# Guide to visiting Salmon.



## MT4Runner (Apr 6, 2012)

My kids play hockey, and we visit Salmon's awesome outdoor rink 1-2x every winter. 

We like the Stagecoach as they definitely put up well with rambunctious HS hockey girls. How is the Syringa? We may have to check that out.

I also really, really like the Junkyard Bistro. I highly recommend it. Good dive/gastropub/fusion food.

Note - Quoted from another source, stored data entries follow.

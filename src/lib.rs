/*!
# KPI Dashboard

A browser-based KPI dashboard, built in Rust.

## Overview

The user uploads an Excel spreadsheet (.xlsx or .xls); the server parses it,
infers a column schema, and serves summary metrics, KPI cards, four chart
panels and a descriptive-statistics table to a single interactive page.

## Architecture

The application follows a client-server architecture:

### Frontend Layer
- One static HTML page with a file uploader, metric cards, column selectors
  and four chart panels, talking to the backend over a small JSON/PNG API.

### Backend Layer
- **Technologies**: Rust, axum
- **Core Components**:
  - Ingestion - Parses uploaded spreadsheets (calamine), truncates to the
    10,000-row ceiling and fingerprints the upload bytes
  - Schema Inference - Tags every column as numeric, text or unsupported
    once at load time
  - Aggregator - KPI totals/averages, top-10 grouped sums, descriptive
    statistics per numeric column
  - Chart Builders - Bar, line, histogram and pie charts rendered to PNG
    with plotters
  - Content Cache - Bounded, content-addressed caches for parsed tables and
    rendered charts
  - Session - The current table plus widget selections; handlers only
    recompute what their interaction changed

## Key Features

- Excel upload with row-limit truncation advisory
- KPI cards (total + average) over a user-chosen column subset
- Bar / line / histogram / pie chart panels with per-panel column selectors
- Summary statistics (count, mean, std, min, quartiles, max)
- 10-row data preview
- Non-fatal error handling: parse failures and empty-numeric data produce
  inline messages and the page stays interactive

## Modules

- **table**: the in-memory table, value model and schema inference
- **ingest**: spreadsheet parsing and upload fingerprinting
- **stats**: KPI, group-by and descriptive-statistics aggregation
- **charts**: the four chart builders (plotters)
- **cache**: bounded content-addressed caching
- **session**: per-session table and widget-selection state
- **error**: the failure taxonomy
- **app**: routing and request handlers

## REST API Endpoints

- `GET  /` - the dashboard page
- `POST /api/upload` - multipart spreadsheet upload
- `GET  /api/state` - metrics, schema, KPI cards, preview and statistics
- `POST /api/select` - update one widget selection
- `GET  /api/chart/{kind}` - render one chart panel as PNG
*/

pub mod app;
pub mod cache;
pub mod charts;
pub mod error;
pub mod ingest;
pub mod session;
pub mod stats;
pub mod table;

pub use error::DashboardError;
pub use ingest::LoadedTable;
pub use table::Table;
use std::collections::hash_map::DefaultHasher;
use std::collections::{HashMap, VecDeque};
use std::hash::{Hash, Hasher};
use std::sync::Arc;

/// Parsed tables kept around per distinct upload.
pub const TABLE_CACHE_CAPACITY: usize = 16;

/// Rendered chart PNGs kept across interactions.
pub const CHART_CACHE_CAPACITY: usize = 64;

/// Hash an arbitrary tuple of cache-key parts into a 64-bit key.
pub fn cache_key<T: Hash>(parts: &T) -> u64 {
    let mut hasher = DefaultHasher::new();
    parts.hash(&mut hasher);
    hasher.finish()
}

/// A bounded content-addressed cache.
///
/// Keys are hashes of the serialized inputs, so identical inputs always hit
/// regardless of object identity. Capacity is fixed; when full, the oldest
/// inserted entry is evicted first. Values are handed out as `Arc`s so a hit
/// costs a refcount bump, not a clone of the payload.
pub struct ContentCache<V> {
    capacity: usize,
    map: HashMap<u64, Arc<V>>,
    order: VecDeque<u64>,
}

impl<V> ContentCache<V> {
    pub fn new(capacity: usize) -> Self {
        assert!(capacity > 0, "cache capacity must be positive");
        ContentCache {
            capacity,
            map: HashMap::with_capacity(capacity),
            order: VecDeque::with_capacity(capacity),
        }
    }

    pub fn get(&self, key: u64) -> Option<Arc<V>> {
        self.map.get(&key).cloned()
    }

    /// Insert a value, evicting the oldest entry if the cache is full. If the
    /// key is already present its value is replaced in place.
    pub fn insert(&mut self, key: u64, value: V) -> Arc<V> {
        let value = Arc::new(value);
        if self.map.insert(key, Arc::clone(&value)).is_none() {
            self.order.push_back(key);
            if self.order.len() > self.capacity {
                if let Some(oldest) = self.order.pop_front() {
                    self.map.remove(&oldest);
                }
            }
        }
        value
    }

    /// Look up a key, computing and caching the value on a miss. The closure
    /// may fail, in which case nothing is cached.
    pub fn get_or_try_insert<E>(
        &mut self,
        key: u64,
        compute: impl FnOnce() -> Result<V, E>,
    ) -> Result<Arc<V>, E> {
        if let Some(hit) = self.get(key) {
            return Ok(hit);
        }
        Ok(self.insert(key, compute()?))
    }

    pub fn len(&self) -> usize {
        self.map.len()
    }

    pub fn is_empty(&self) -> bool {
        self.map.is_empty()
    }

    pub fn capacity(&self) -> usize {
        self.capacity
    }
}
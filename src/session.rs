use std::sync::Arc;

use serde::Serialize;

use crate::error::DashboardError;
use crate::ingest::LoadedTable;
use crate::table::Table;

/// Number of KPI cards selected by default after an upload.
pub const DEFAULT_KPI_CARDS: usize = 4;

/// Current widget selections. Each field is addressed by a stable control
/// name so the page can update one selector without touching the rest.
#[derive(Clone, Debug, Default, Serialize)]
pub struct Selections {
    pub kpi: Vec<String>,
    pub bar: Option<String>,
    pub line: Option<String>,
    pub histogram: Option<String>,
    pub pie_category: Option<String>,
    pub pie_value: Option<String>,
}

impl Selections {
    /// Post-upload defaults: first four numeric columns on the KPI cards,
    /// first numeric column in every numeric selector, first text column as
    /// the pie category.
    pub fn defaults_for(table: &Table) -> Self {
        let numeric = table.numeric_columns();
        let text = table.text_columns();
        Selections {
            kpi: numeric.iter().take(DEFAULT_KPI_CARDS).cloned().collect(),
            bar: numeric.first().cloned(),
            line: numeric.first().cloned(),
            histogram: numeric.first().cloned(),
            pie_category: text.first().cloned(),
            pie_value: numeric.first().cloned(),
        }
    }
}

/// Explicit per-session state: the current table and the widget selections.
/// Replaced wholesale on a new upload; handlers mutate only the part their
/// interaction changes.
#[derive(Default)]
pub struct Session {
    table: Option<Arc<LoadedTable>>,
    pub selections: Selections,
}

impl Session {
    /// Install a freshly loaded table, re-defaulting every selection.
    pub fn install(&mut self, loaded: Arc<LoadedTable>) {
        self.selections = Selections::defaults_for(&loaded.table);
        self.table = Some(loaded);
    }

    pub fn loaded(&self) -> bool {
        self.table.is_some()
    }

    pub fn table(&self) -> Result<Arc<LoadedTable>, DashboardError> {
        self.table.clone().ok_or(DashboardError::NoTable)
    }

    /// Update one selector. Every referenced column must exist in the
    /// current table.
    pub fn set_selection(
        &mut self,
        control: &str,
        columns: Vec<String>,
    ) -> Result<(), DashboardError> {
        let loaded = self.table()?;
        for name in &columns {
            if loaded.table.column_index(name).is_none() {
                return Err(DashboardError::UnknownColumn(name.clone()));
            }
        }

        match control {
            "kpi" => self.selections.kpi = columns,
            "bar" => self.selections.bar = columns.into_iter().next(),
            "line" => self.selections.line = columns.into_iter().next(),
            "histogram" => self.selections.histogram = columns.into_iter().next(),
            "pie_category" => self.selections.pie_category = columns.into_iter().next(),
            "pie_value" => self.selections.pie_value = columns.into_iter().next(),
            other => return Err(DashboardError::UnknownSelector(other.to_string())),
        }
        Ok(())
    }
}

Soaking at Goldbug (summer) or Sharkey (winter) are also a must.


----------



## codycleve (Mar 26, 2012)

MT4Runner said:


> We like the Stagecoach as they definitely put up well with rambunctious HS hockey girls. How is the Syringa? We may have to check that out.
> 
> .


I have no personal experience with the Syringa but have spoke with several people who love it. I work at the hospital here and we have a few traveling doctors that come in and they almost always stay there.


----------



## Wadeinthewater (Mar 22, 2009)

Thanks Cody. This is very useful information. We usually ended up at the Mexican restaurant. I didn't think the food was that good, although the deck overlooking the river was nice when it wasn't windy. Tried Bertrams, but as you mentioned, it was way slow. I am looking forward to trying some new places when I am there.


----------



## cmharris (Apr 30, 2013)

*Two Ps - Propane and Pizza*

Thanks Cody - good information. How about propane? We had trouble finding it a few years ago. The fill person was gone for a few hours at the first place we stopped and the second place we tried had just run out. We finally gave up - decided to do a limited fuel trip - but then found it at North Fork. 

On the food side, how about Pizza? Any recommendations?


----------



## carvedog (May 11, 2005)

A strong Hell Yeah to The Junkyard Bistro. Decent prices, quick and some good gluten free options and I really liked the food. The Brewery is tasty and slower than paint drying. Took us almost two hours one evening for 10 people to eat. 

Won't ever eat again at the Mex place on the corner. Most expensive mexican I have ever had and it was not awesome. 

I will give a shout out to Murdochs Farm and Ranch supply. A couple of years ago I found out one of my daughters hadn't packed her spray gear. This was revealed on the way to Corn Creek in a hard driving rain that was bordering on snow at about six pm. We zipped around Salmon looking for anything that might work. Someone recommended Murdochs and we arrived at 7:05 pm, five minutes after close. A couple of the staff let us in, we went and found some too big for an 11 yr old frog togs for cheap and I was so very thankful to have them. 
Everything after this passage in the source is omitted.